Wer mehr verdient, spielt weniger
von knospepeter
Das Leben ist ja manchmal paradox, warum soll der Fußball also eine Ausnahme bilden. Seltsam ist zum Beispiel, dass die Kicker bei den Top-Mannschaften einen Haufen Geld verdienen, dafür aber weniger zum Einsatz kommen! Das ist nämlich der neue Trend: Es gibt keine Stamm-Elf mehr (oder inzwischen eigentlich eine 13), sondern – siehe Bayern München – der Kader wird so verstärkt, dass eigentlich jeder Stammspieler ist, aber natürlich nicht alle auflaufen können. So heißt es also Schonung hier und Schonung da, damit die Kräfte dann gebündelt werden können, wenn es um die Titel geht.
Das Gegenbeispiel ist der SC Freiburg. Die Badener legten unter Trainer Christian Streich in der letzten Saison eine sensationelle Runde hin und waren am Ende sogar Fünfter, ergo direkt für die Europa League qualifiziert. Das schützte den Verein allerdings nicht vor Raub. Einige der besten Spieler zog es an andere Fleischtöpfe, jetzt steht Freiburg in der Bundesliga ohne Punkte da und wenn die Aufgaben auf Europas Bühnen zu lösen sind, eigentlich auch ohne konkurrenzfähige Mannschaft. „Wir müssen lernen und arbeiten, um Stück für Stück voranzukommen“, erklärt Streich. Sein Problem: Eigentlich möchte er unter der Woche trainieren, in den Europapokal-Wochen geht das aber nicht, dafür nagen zusätzlicher Reise- und Spielstress am relativ kleinen Kader. Die Freiburger Spieler verdienen weitaus weniger als die Bayern oder die Dortmunder, aber sie müssen quasi immer auf der Matte stehen. Wer weniger verdient, muss öfters spielen.
Es ist ja eigentlich eine neue Tendenz bei den Spitzenklubs, dass der Kader mehr Spitzenspieler verpflichtet werden, die dann auch wissen, dass sie keineswegs immer spielen werden. Zwar sagen sie alle „ich möchte immer spielen“, aber wer meutert, wird in die Schranken verwiesen. So hat sich Stürmer Mandzukic bei Bayern eine Schweigegelübde auferlegt, Mario Gomez dagegen das Weite gesucht und ist nach Florenz geflohen. Ganz einfach, er will spielen.

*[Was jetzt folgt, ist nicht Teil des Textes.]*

//! Per-request generation pipeline.
//!
//! `Intake → Eligibility → MediaAcquire → PackResolve → QueueWait → Transform
//! → Persist → Notify`, ending in exactly one of `Done`, `Failed` or
//! `Aborted`. The working directory and the queue ticket are scoped to the
//! run and released on every exit path.

use std::{sync::Arc, time::Instant};

use tokio_util::sync::CancellationToken;
use tracing::{debug, info, warn};

use crate::{
    cancel::abortable,
    config::{Config, PackKind},
    domain::Destination,
    errors::PipelineError,
    formatting::{fit_preview, render_grid, render_result},
    media::MediaAcquirer,
    messaging::port::MessagingPort,
    pack::PackResolver,
    ports::{ContentHost, MediaTransformer, PackPublisher, PackRecord, PackRepository, QuotaChecker},
    progress::ProgressNotifier,
    queue::KeyedSerializationQueue,
    request::{parse_command, ArgLimits, GenerationRequest, SourceMessage},
    uploader::{PublishOutcome, TransformUploader},
};

/// Collaborators injected into a [`Pipeline`].
pub struct PipelinePorts {
    pub messenger: Arc<dyn MessagingPort>,
    pub quota: Arc<dyn QuotaChecker>,
    pub content_host: Arc<dyn ContentHost>,
    pub repository: Arc<dyn PackRepository>,
    pub transformer: Arc<dyn MediaTransformer>,
    pub publisher: Arc<dyn PackPublisher>,
}

#[derive(Clone, Debug, PartialEq, Eq)]
pub struct PublishSummary {
    pub link: String,
    pub title: String,
    pub references: Vec<String>,
    pub added: usize,
    pub total: usize,
}

/// Terminal state of one run.
#[derive(Clone, Debug, PartialEq, Eq)]
pub enum Outcome {
    Done(PublishSummary),
    Failed(PipelineError),
    Aborted,
}

pub struct Pipeline {
    cfg: Arc<Config>,
    messenger: Arc<dyn MessagingPort>,
    quota: Arc<dyn QuotaChecker>,
    repository: Arc<dyn PackRepository>,
    acquirer: MediaAcquirer,
    resolver: PackResolver,
    uploader: TransformUploader,
    queue: Arc<KeyedSerializationQueue>,
}

impl Pipeline {
    pub fn new(cfg: Arc<Config>, ports: PipelinePorts) -> Self {
        let resolver = PackResolver::new(
            ports.repository.clone(),
            cfg.bot_id,
            &cfg.bot_username,
            cfg.default_pack_title.clone(),
        );
        Self {
            acquirer: MediaAcquirer::new(ports.content_host, cfg.max_download_bytes),
            uploader: TransformUploader::new(ports.transformer, ports.publisher, &cfg),
            resolver,
            messenger: ports.messenger,
            quota: ports.quota,
            repository: ports.repository,
            queue: Arc::new(KeyedSerializationQueue::new()),
            cfg,
        }
    }

    pub fn queue(&self) -> &Arc<KeyedSerializationQueue> {
        &self.queue
    }

    /// Fire-and-forget entry point; every outcome is reported through the
    /// messenger.
    pub async fn handle(&self, msg: SourceMessage, cancel: CancellationToken) {
        let _ = self.execute(&msg, &cancel).await;
    }

    pub async fn execute(&self, msg: &SourceMessage, cancel: &CancellationToken) -> Outcome {
        let started = Instant::now();
        let result = self.run(msg, cancel).await;
        let elapsed_ms = started.elapsed().as_millis() as u64;

        match result {
            Ok(summary) => {
                info!(
                    chat_id = msg.chat_id.0,
                    user_id = msg.user_id.0,
                    link = %summary.link,
                    added = summary.added,
                    total = summary.total,
                    elapsed_ms,
                    state = "done",
                    "generation finished"
                );
                Outcome::Done(summary)
            }
            Err(_) if cancel.is_cancelled() => {
                info!(
                    chat_id = msg.chat_id.0,
                    user_id = msg.user_id.0,
                    elapsed_ms,
                    state = "aborted",
                    "generation aborted"
                );
                Outcome::Aborted
            }
            Err(err) => {
                if err == PipelineError::NoMediaProvided {
                    debug!(chat_id = msg.chat_id.0, user_id = msg.user_id.0, "no media in request");
                } else {
                    warn!(
                        chat_id = msg.chat_id.0,
                        user_id = msg.user_id.0,
                        error_kind = err.kind(),
                        error = %err,
                        elapsed_ms,
                        state = "failed",
                        "generation failed"
                    );
                }
                if let Some(text) = err.user_message() {
                    self.deliver(msg.reply_destination(), &text).await;
                }
                Outcome::Failed(err)
            }
        }
    }

    async fn run(
        &self,
        msg: &SourceMessage,
        cancel: &CancellationToken,
    ) -> Result<PublishSummary, PipelineError> {
        // Intake
        let command_text = msg.command_text().unwrap_or_default();
        let args = parse_command(
            command_text,
            ArgLimits {
                default_width: self.cfg.default_width,
                max_width: self.cfg.max_width,
            },
        )?;

        // Eligibility
        let allowed = abortable(cancel, self.quota.can_proceed(msg.user_id, msg.chat_id))
            .await?
            .map_err(PipelineError::unclassified)?;
        if !allowed {
            return Err(PipelineError::QuotaExceeded);
        }

        // MediaAcquire; the directory is removed when `work_dir` drops.
        let work_dir = tempfile::Builder::new()
            .prefix("req-")
            .tempdir_in(&self.cfg.work_dir)
            .map_err(PipelineError::unclassified)?;
        let media_path = self.acquirer.acquire(msg, work_dir.path(), cancel).await?;

        // PackResolve
        let pack = abortable(
            cancel,
            self.resolver
                .resolve(&args.pack_link, msg.user_id, &args.title, command_text),
        )
        .await??;

        let req = GenerationRequest {
            chat_id: msg.chat_id,
            thread_id: msg.thread_id,
            message_id: msg.message_id,
            user_id: msg.user_id,
            username: msg.username.clone(),
            command_text: command_text.to_string(),
            work_dir: work_dir.path().to_path_buf(),
            media_path,
            pack_link: args.pack_link,
            width: args.width,
            title: args.title,
        };

        let mut progress = ProgressNotifier::new(self.messenger.clone(), msg.reply_destination());
        let result = self.publish_exclusive(cancel, &req, &pack, &mut progress).await;
        progress.finish().await;
        result
    }

    /// QueueWait through Notify, with the ticket for `pack.link` held.
    async fn publish_exclusive(
        &self,
        cancel: &CancellationToken,
        req: &GenerationRequest,
        pack: &PackRecord,
        progress: &mut ProgressNotifier,
    ) -> Result<PublishSummary, PipelineError> {
        let acq = self.queue.acquire(&pack.link);
        if !acq.acquired {
            debug!(link = %pack.link, "waiting for pack ticket");
            progress.queued(self.queue.waiting(&pack.link)).await;
        }
        let _ticket = self
            .queue
            .wait_for(&pack.link, acq, cancel)
            .await
            .map_err(|_| PipelineError::Aborted)?;

        progress.processing("Generating").await;
        let outcome = self.uploader.run(cancel, req, pack).await?;

        // Persist
        if let Err(e) = abortable(
            cancel,
            self.repository.update_item_count(pack.id, outcome.total),
        )
        .await?
        {
            warn!(link = %pack.link, error = %e, "failed to persist item count");
        }

        // Notify
        let dest = Destination {
            chat_id: req.chat_id,
            thread_id: req.thread_id,
            reply_to: Some(req.message_id),
        };
        self.deliver(dest, &self.render_summary(pack, req.width, &outcome))
            .await;

        Ok(PublishSummary {
            link: pack.link.clone(),
            title: pack.title.clone(),
            references: outcome.references,
            added: outcome.count,
            total: outcome.total,
        })
    }

    fn render_summary(&self, pack: &PackRecord, width: u32, outcome: &PublishOutcome) -> String {
        let caps = self.messenger.capabilities();
        let inline = self.cfg.pack_kind == PackKind::CustomEmoji && caps.supports_custom_emoji;
        let items = outcome.references.len().min(self.cfg.preview_max_items);
        fit_preview(items, width, caps.max_message_len, |shown| {
            let grid = render_grid(
                &outcome.references,
                width,
                shown,
                inline,
                &self.cfg.default_emoji,
            );
            render_result(
                self.cfg.pack_kind,
                &pack.link,
                &pack.title,
                &grid,
                outcome.count,
                outcome.total,
            )
        })
    }

    async fn deliver(&self, dest: Destination, html: &str) {
        if let Err(e) = self.messenger.send(dest, html).await {
            warn!(chat_id = dest.chat_id.0, error = %e, "failed to deliver message");
        }
    }
}
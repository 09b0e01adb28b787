/// Telegram user id (numeric).
#[derive(Clone, Copy, Debug, Default, PartialEq, Eq, Hash, serde::Serialize, serde::Deserialize)]
pub struct UserId(pub i64);

/// Telegram chat id (numeric).
#[derive(Clone, Copy, Debug, Default, PartialEq, Eq, Hash, serde::Serialize, serde::Deserialize)]
pub struct ChatId(pub i64);

/// Telegram message id (numeric).
#[derive(Clone, Copy, Debug, Default, PartialEq, Eq, Hash)]
pub struct MessageId(pub i32);

/// Forum topic id inside a supergroup.
#[derive(Clone, Copy, Debug, PartialEq, Eq, Hash)]
pub struct ThreadId(pub i32);

/// A stable reference to a Telegram message.
#[derive(Clone, Copy, Debug, PartialEq, Eq, Hash)]
pub struct MessageRef {
    pub chat_id: ChatId,
    pub message_id: MessageId,
}

/// Where an outgoing message goes: chat, optional topic, optional reply target.
#[derive(Clone, Copy, Debug, PartialEq, Eq)]
pub struct Destination {
    pub chat_id: ChatId,
    pub thread_id: Option<ThreadId>,
    pub reply_to: Option<MessageId>,
}

impl Destination {
    pub fn chat(chat_id: ChatId) -> Self {
        Self {
            chat_id,
            thread_id: None,
            reply_to: None,
        }
    }
}
//! Core domain + application logic for the sticker/emoji pack generator bot.
//!
//! This crate is intentionally framework-agnostic. Telegram, ffmpeg and storage
//! live behind ports (traits) implemented in adapter crates or in the small
//! built-in implementations below (`store`, `security`).

pub mod cancel;
pub mod config;
pub mod domain;
pub mod errors;
pub mod formatting;
pub mod logging;
pub mod media;
pub mod messaging;
pub mod pack;
pub mod pipeline;
pub mod ports;
pub mod progress;
pub mod queue;
pub mod registry;
pub mod request;
pub mod security;
pub mod store;
pub mod uploader;

#[cfg(test)]
pub(crate) mod fakes;

pub use errors::{Error, PipelineError, Result};
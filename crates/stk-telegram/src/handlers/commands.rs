use std::sync::Arc;

use teloxide::prelude::*;
use tracing::{debug, info, warn};

use stk_core::{config::PackKind, formatting::escape_html};

use crate::{convert::source_message, router::AppState};

fn parse_command(text: &str) -> (String, String) {
    // Telegram may send `/cmd@botname arg1 ...`
    let mut parts = text.trim().splitn(2, char::is_whitespace);
    let first = parts.next().unwrap_or("").trim();
    let rest = parts.next().unwrap_or("").trim().to_string();

    let cmd = first
        .trim_start_matches('/')
        .split('@')
        .next()
        .unwrap_or("")
        .to_lowercase();

    (cmd, rest)
}

fn usage(kind: PackKind, bot_username: &str, default_width: u32, max_width: u32) -> String {
    let noun = match kind {
        PackKind::CustomEmoji => "emoji",
        PackKind::Sticker => "sticker",
    };
    format!(
        "<b>Pack generator</b>\n\n\
         Send a video, GIF, photo or sticker with the caption <code>/emoji</code>, \
         or reply to one with it. The media is cut into a grid of {noun} tiles and \
         published as a {noun} pack.\n\n\
         <code>/emoji [link] [w=N] [title]</code>\n\
         • <code>link</code>: a pack made by @{bot} to add to; omit to create a new one\n\
         • <code>w=N</code>: grid width in tiles (default {default_width}, max {max_width})\n\
         • <code>title</code>: title for a new pack\n\n\
         /stop cancels your running requests in this chat.",
        bot = escape_html(bot_username),
    )
}

pub async fn handle_command(msg: Message, state: Arc<AppState>) -> ResponseResult<()> {
    let Some(text) = msg.text().or(msg.caption()) else {
        return Ok(());
    };
    let (cmd, _rest) = parse_command(text);
    let src = source_message(&msg);

    match cmd.as_str() {
        "start" | "help" => {
            let cfg = &state.cfg;
            let html = usage(
                cfg.pack_kind,
                &cfg.bot_username,
                cfg.default_width,
                cfg.max_width,
            );
            if let Err(e) = state.messenger.send(src.reply_destination(), &html).await {
                warn!(chat_id = src.chat_id.0, error = %e, "failed to send usage");
            }
        }
        "emoji" => {
            let registration = state.registry.register(src.chat_id, src.user_id);
            let pipeline = state.pipeline.clone();
            info!(
                chat_id = src.chat_id.0,
                user_id = src.user_id.0,
                "generation requested"
            );
            tokio::spawn(async move {
                let cancel = registration.token().clone();
                pipeline.handle(src, cancel).await;
                drop(registration);
            });
        }
        "stop" => {
            let cancelled = state.registry.cancel(src.chat_id, src.user_id);
            info!(
                chat_id = src.chat_id.0,
                user_id = src.user_id.0,
                cancelled,
                "stop requested"
            );
            let html = stop_reply(cancelled);
            if let Err(e) = state.messenger.send(src.reply_destination(), html).await {
                warn!(chat_id = src.chat_id.0, error = %e, "failed to send stop reply");
            }
        }
        other => {
            debug!(command = other, "ignoring unknown command");
        }
    }

    Ok(())
}

fn stop_reply(cancelled: usize) -> &'static str {
    match cancelled {
        0 => "Nothing to stop.",
        1 => "🛑 Stopping your request.",
        _ => "🛑 Stopping your requests.",
    }
}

Bezeichnend einige Bankplätze und Auswechslungen am vergangenen Wochenende. Arjen Robben wurde bei den Bayern zunächst geschont, „ich möchte ihn mal verletzungsfrei durch die Vorrunde bringen“, verriet Trainer Pep Guardiola. Der neue Coach muss aber erst zeigen, ob er die Rotation so perfekt beherrscht wie sein Vorgänger Jupp Heynckes. In Dortmund ließ Jürgen Klopp Marco Reus zunächst auf der Bank, er konnte es sich leisten, hatte er doch die – unaussprechliche – Dreier-Reihe Blaszczykowski-Mkhitaryan-Aubameyang auf dem Platz. Reus kam später und verwandelte einen Elfmeter. In Barcelona gab es ein Novum, Lionel Messi wurde vorzeitig vom Platz geholt, der neue Trainer konnte es sich bei einem 7:0-Sieg leisten, hätte es wohl aber auch bei einem 2:0 gemacht. „Wir haben gelernt, wir müssen Messi mehr schonen.“ Nun verdient ja Messi wirklich einen Haufen Geld, dafür darf er sich jetzt mehr ausruhen.
Wer im normalen Berufsleben steht, könnte jetzt eine erneute Neid-Debatte lostreten. An den Stammtischen wird ja immer wieder über die zu hohen Gehälter bei Managern, Künstlern und Fußballern geklagt und gelästert. Im Fußball aber haben die Trainer erkannt, dass weniger manchmal mehr ist, hohe Gehälter hin oder her. Wer mehr verdient und weniger spielt bringt am Ende vielleicht doch mehr Ertrag.